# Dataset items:
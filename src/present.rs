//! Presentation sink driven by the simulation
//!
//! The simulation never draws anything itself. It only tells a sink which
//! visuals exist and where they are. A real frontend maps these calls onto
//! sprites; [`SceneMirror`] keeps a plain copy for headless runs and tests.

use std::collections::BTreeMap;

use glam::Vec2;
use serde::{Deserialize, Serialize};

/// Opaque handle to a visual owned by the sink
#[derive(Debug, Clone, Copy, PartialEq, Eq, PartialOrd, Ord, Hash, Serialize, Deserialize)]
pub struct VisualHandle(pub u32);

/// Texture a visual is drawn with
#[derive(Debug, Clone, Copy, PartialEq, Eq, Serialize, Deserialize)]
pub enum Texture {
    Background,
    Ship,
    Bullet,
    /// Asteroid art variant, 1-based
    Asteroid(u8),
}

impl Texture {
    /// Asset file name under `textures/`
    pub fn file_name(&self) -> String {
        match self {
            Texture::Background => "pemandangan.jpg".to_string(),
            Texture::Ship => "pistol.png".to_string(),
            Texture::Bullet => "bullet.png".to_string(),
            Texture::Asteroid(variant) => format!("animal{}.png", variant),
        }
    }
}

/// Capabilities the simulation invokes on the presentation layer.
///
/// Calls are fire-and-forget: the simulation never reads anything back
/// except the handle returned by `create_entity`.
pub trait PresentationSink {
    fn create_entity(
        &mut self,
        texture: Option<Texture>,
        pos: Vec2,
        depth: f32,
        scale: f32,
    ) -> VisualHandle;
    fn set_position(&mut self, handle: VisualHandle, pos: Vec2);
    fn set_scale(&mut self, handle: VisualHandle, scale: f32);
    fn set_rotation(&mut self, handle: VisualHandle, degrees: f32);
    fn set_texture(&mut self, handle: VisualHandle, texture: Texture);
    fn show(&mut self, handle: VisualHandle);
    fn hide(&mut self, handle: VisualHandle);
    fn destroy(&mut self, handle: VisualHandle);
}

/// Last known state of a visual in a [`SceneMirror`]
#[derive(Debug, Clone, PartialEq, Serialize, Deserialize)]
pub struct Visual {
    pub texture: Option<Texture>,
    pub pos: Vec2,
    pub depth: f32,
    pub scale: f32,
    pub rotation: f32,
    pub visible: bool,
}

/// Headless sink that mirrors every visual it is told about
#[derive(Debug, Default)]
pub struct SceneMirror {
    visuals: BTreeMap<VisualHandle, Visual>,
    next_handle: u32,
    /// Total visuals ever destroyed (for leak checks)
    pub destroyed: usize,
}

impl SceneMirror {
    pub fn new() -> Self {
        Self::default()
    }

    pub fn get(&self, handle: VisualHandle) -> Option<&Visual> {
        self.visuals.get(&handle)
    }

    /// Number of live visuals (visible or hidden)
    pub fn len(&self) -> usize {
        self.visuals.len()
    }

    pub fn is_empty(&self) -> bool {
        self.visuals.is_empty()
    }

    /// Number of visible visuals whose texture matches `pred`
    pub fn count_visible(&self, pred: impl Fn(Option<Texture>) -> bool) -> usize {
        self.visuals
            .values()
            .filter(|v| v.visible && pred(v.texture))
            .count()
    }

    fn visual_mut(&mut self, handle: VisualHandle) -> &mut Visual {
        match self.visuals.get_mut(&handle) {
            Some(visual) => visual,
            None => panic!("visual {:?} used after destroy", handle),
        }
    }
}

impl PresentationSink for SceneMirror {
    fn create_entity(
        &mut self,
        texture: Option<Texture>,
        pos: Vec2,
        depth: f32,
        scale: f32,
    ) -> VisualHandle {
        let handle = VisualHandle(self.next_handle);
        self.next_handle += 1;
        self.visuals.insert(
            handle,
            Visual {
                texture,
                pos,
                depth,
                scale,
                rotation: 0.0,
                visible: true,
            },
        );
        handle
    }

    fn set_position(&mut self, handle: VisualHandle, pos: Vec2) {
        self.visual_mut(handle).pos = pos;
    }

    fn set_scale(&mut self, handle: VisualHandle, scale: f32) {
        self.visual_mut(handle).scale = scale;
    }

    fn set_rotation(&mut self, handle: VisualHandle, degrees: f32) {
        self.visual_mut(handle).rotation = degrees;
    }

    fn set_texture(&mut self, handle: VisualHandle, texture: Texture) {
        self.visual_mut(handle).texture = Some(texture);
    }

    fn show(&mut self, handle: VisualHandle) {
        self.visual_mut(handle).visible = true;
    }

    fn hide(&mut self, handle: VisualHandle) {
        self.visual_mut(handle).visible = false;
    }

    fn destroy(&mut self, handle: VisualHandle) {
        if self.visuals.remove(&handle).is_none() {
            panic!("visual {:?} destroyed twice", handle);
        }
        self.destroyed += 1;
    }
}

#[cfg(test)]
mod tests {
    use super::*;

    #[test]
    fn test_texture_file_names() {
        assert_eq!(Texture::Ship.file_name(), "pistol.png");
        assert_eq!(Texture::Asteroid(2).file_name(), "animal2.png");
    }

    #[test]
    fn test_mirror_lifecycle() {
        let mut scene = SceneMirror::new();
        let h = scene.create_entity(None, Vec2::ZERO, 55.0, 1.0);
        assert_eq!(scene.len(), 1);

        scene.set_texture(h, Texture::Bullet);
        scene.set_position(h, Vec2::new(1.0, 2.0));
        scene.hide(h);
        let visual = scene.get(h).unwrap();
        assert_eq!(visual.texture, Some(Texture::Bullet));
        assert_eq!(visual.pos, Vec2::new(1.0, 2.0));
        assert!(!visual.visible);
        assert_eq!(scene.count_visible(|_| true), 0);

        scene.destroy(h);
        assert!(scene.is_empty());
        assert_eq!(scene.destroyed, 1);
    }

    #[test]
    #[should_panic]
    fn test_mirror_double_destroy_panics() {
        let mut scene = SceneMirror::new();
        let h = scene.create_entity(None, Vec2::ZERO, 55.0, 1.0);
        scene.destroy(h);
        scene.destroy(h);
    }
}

# To do:
Within the records, on how many lines does the word "never" appear? Provide the number alone.

# Answer section:
2